> WHAT IS EXPECTED: Determine how many lines of the entries contain "Villa". Reply with that number alone.

START RECORD EXCERPTS

#[cfg(test)]
mod tests {
    use super::*;
    use models::YesNo;

    fn tmp_path() -> PathBuf {
        std::env::temp_dir()
            .join(format!("deptos_xlsx_{}", uuid::Uuid::new_v4()))
            .join("Deptos.xlsx")
    }

    fn listing(zona: &str, precio: f64) -> PropertyData {
        PropertyData {
            zona: zona.into(),
            descripcion: format!("depto en {zona}"),
            ambientes: 3,
            precio,
            expensas: 52000.0,
            cochera: YesNo::Si,
            metros_totales: 70.5,
            metros_cubiertos: 62.0,
            tiempo_al_trabajo: 25,
            visitado: YesNo::Si,
            ..PropertyData::default()
        }
    }

    #[tokio::test]
    async fn missing_file_reads_empty() -> Result<(), anyhow::Error> {
        let store = XlsxStore::new(tmp_path(), "Sheet1", ColumnLayout::BASE);
        assert!(store.read_all().await?.is_empty());
        Ok(())
    }

    #[tokio::test]
    async fn write_then_read_round_trips() -> Result<(), anyhow::Error> {
        let path = tmp_path();
        let store = XlsxStore::new(&path, "Sheet1", ColumnLayout::BASE);
        let rows = Property::enumerate(vec![listing("Saavedra", 100000.0), listing("Villa Devoto", 135000.0)]);
        store.write_all(&rows).await?;

        let back = store.read_all().await?;
        assert_eq!(back.len(), 2);
        assert_eq!(back[0].id, 0);
        assert_eq!(back[1].id, 1);
        assert_eq!(back[1].data.zona, "Villa Devoto");
        assert_eq!(back[1].data.precio, 135000.0);
        assert_eq!(back[0].data.metros_totales, 70.5);
        assert_eq!(back[0].data.cochera, YesNo::Si);
        // the base layout has no Visitado column
        assert_eq!(back[0].data.visitado, YesNo::No);

        // writing what was read changes nothing
        store.write_all(&back).await?;
        assert_eq!(store.read_all().await?, back);

        let _ = fs::remove_dir_all(path.parent().unwrap()).await;
        Ok(())
    }

    #[tokio::test]
    async fn visitado_survives_when_layout_includes_it() -> Result<(), anyhow::Error> {
        let path = tmp_path();
        let store = XlsxStore::new(&path, "Sheet1", ColumnLayout::WITH_VISITADO);
        store.write_all(&Property::enumerate(vec![listing("Saavedra", 1.0)])).await?;
        let back = store.read_all().await?;
        assert_eq!(back[0].data.visitado, YesNo::Si);
        let _ = fs::remove_dir_all(path.parent().unwrap()).await;
        Ok(())
    }

    #[tokio::test]
    async fn empty_write_truncates_but_keeps_headers() -> Result<(), anyhow::Error> {
        let path = tmp_path();
        let store = XlsxStore::new(&path, "Sheet1", ColumnLayout::BASE);
        store.write_all(&Property::enumerate(vec![listing("Saavedra", 1.0)])).await?;
        store.write_all(&[]).await?;
        assert!(store.read_all().await?.is_empty());

        let bytes = fs::read(&path).await?;
        let mut wb: Xlsx<_> = Xlsx::new(Cursor::new(bytes))?;
        let range = wb.worksheet_range("Sheet1")?;
        let header: Vec<String> = range.rows().next().unwrap().iter().map(|c| c.to_string()).collect();
        assert_eq!(header, ColumnLayout::BASE.headers());
        let _ = fs::remove_dir_all(path.parent().unwrap()).await;
        Ok(())
    }

    #[tokio::test]
    async fn hand_edited_workbook_is_read_by_header_name() -> Result<(), anyhow::Error> {
        let path = tmp_path();
        fs::create_dir_all(path.parent().unwrap()).await?;
        let mut wb = Workbook::new();
        let ws = wb.add_worksheet();
        ws.set_name("Sheet1")?;
        // reordered, partial headers and a blank row in between
        ws.write_string(0, 0, "Precio")?;
        ws.write_string(0, 1, "Zona")?;
        ws.write_string(0, 2, "Cochera")?;
        ws.write_number(1, 0, 90000.0)?;
        ws.write_string(1, 1, "Saavedra")?;
        ws.write_string(1, 2, "SI")?;
        ws.write_string(3, 1, "Villa Urquiza")?;
        fs::write(&path, wb.save_to_buffer()?).await?;

        let store = XlsxStore::new(&path, "Sheet1", ColumnLayout::BASE);
        let rows = store.read_all().await?;
        assert_eq!(rows.len(), 2);
        assert_eq!(rows[0].data.zona, "Saavedra");
        assert_eq!(rows[0].data.precio, 90000.0);
        assert_eq!(rows[0].data.cochera, YesNo::Si);
        assert_eq!(rows[1].id, 1);
        assert_eq!(rows[1].data.zona, "Villa Urquiza");
        assert_eq!(rows[1].data.precio, 0.0);
        assert_eq!(rows[1].data.descartado, YesNo::No);
        let _ = fs::remove_dir_all(path.parent().unwrap()).await;
        Ok(())
    }

    #[tokio::test]
    async fn other_sheet_name_reads_empty() -> Result<(), anyhow::Error> {
        let path = tmp_path();
        let writer = XlsxStore::new(&path, "Hoja1", ColumnLayout::BASE);
        writer.write_all(&Property::enumerate(vec![listing("Saavedra", 1.0)])).await?;
        let reader = XlsxStore::new(&path, "Sheet1", ColumnLayout::BASE);
        assert!(reader.read_all().await?.is_empty());
        let _ = fs::remove_dir_all(path.parent().unwrap()).await;
        Ok(())
    }

    #[tokio::test]
    async fn other_worksheets_survive_a_write() -> Result<(), anyhow::Error> {
        let path = tmp_path();
        fs::create_dir_all(path.parent().unwrap()).await?;
        let mut wb = Workbook::new();
        let ws = wb.add_worksheet();
        ws.set_name("Sheet1")?;
        ws.write_string(0, 0, "Zona")?;
        ws.write_string(1, 0, "Saavedra")?;
        let notes = wb.add_worksheet();
        notes.set_name("Notas")?;
        notes.write_string(0, 0, "llamar al dueño")?;
        notes.write_number(2, 3, 42.5)?;
        notes.write_boolean(4, 1, true)?;
        fs::write(&path, wb.save_to_buffer()?).await?;

        let store = XlsxStore::new(&path, "Sheet1", ColumnLayout::BASE);
        let mut rows = store.read_all().await?;
        rows.push(Property::new(1, listing("Villa Devoto", 1.0)));
        store.write_all(&rows).await?;

        assert_eq!(store.read_all().await?.len(), 2);
        let mut back: Xlsx<_> = Xlsx::new(Cursor::new(fs::read(&path).await?))?;
        assert_eq!(back.sheet_names(), vec!["Sheet1".to_string(), "Notas".to_string()]);
        let notes = back.worksheet_range("Notas")?;
        assert_eq!(notes.get_value((0, 0)), Some(&Data::String("llamar al dueño".into())));
        assert_eq!(notes.get_value((2, 3)), Some(&Data::Float(42.5)));
        assert_eq!(notes.get_value((4, 1)), Some(&Data::Bool(true)));
        let _ = fs::remove_dir_all(path.parent().unwrap()).await;
        Ok(())
    }

    #[tokio::test]
    async fn concurrent_writes_all_succeed() -> Result<(), anyhow::Error> {
        let path = tmp_path();
        let store = std::sync::Arc::new(XlsxStore::new(&path, "Sheet1", ColumnLayout::BASE));
        for round in 0..10 {
            let mut tasks = Vec::new();
            for n in 0..6 {
                let store = store.clone();
                let rows = Property::enumerate((0..=n).map(|i| listing(&format!("z{round}-{i}"), 1.0)));
                tasks.push(tokio::spawn(async move { store.write_all(&rows).await }));
            }
            for t in tasks {
                t.await??;
            }
        }
        let len = store.read_all().await?.len();
        assert!((1..=6).contains(&len));

        // no temp files left behind
        let mut entries = fs::read_dir(path.parent().unwrap()).await?;
        let mut names = Vec::new();
        while let Some(e) = entries.next_entry().await? {
            names.push(e.file_name().to_string_lossy().into_owned());
        }
        assert_eq!(names, vec!["Deptos.xlsx".to_string()]);
        let _ = fs::remove_dir_all(path.parent().unwrap()).await;
        Ok(())
    }

    #[tokio::test]
    async fn corrupt_file_is_an_error() -> Result<(), anyhow::Error> {
        let path = tmp_path();
        fs::create_dir_all(path.parent().unwrap()).await?;
        fs::write(&path, b"not a workbook").await?;
        let store = XlsxStore::new(&path, "Sheet1", ColumnLayout::BASE);
        assert!(matches!(store.read_all().await, Err(StoreError::Workbook(_))));
        let _ = fs::remove_dir_all(path.parent().unwrap()).await;
        Ok(())
    }
}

END RECORD EXCERPTS

> WRITTEN ANSWER: 5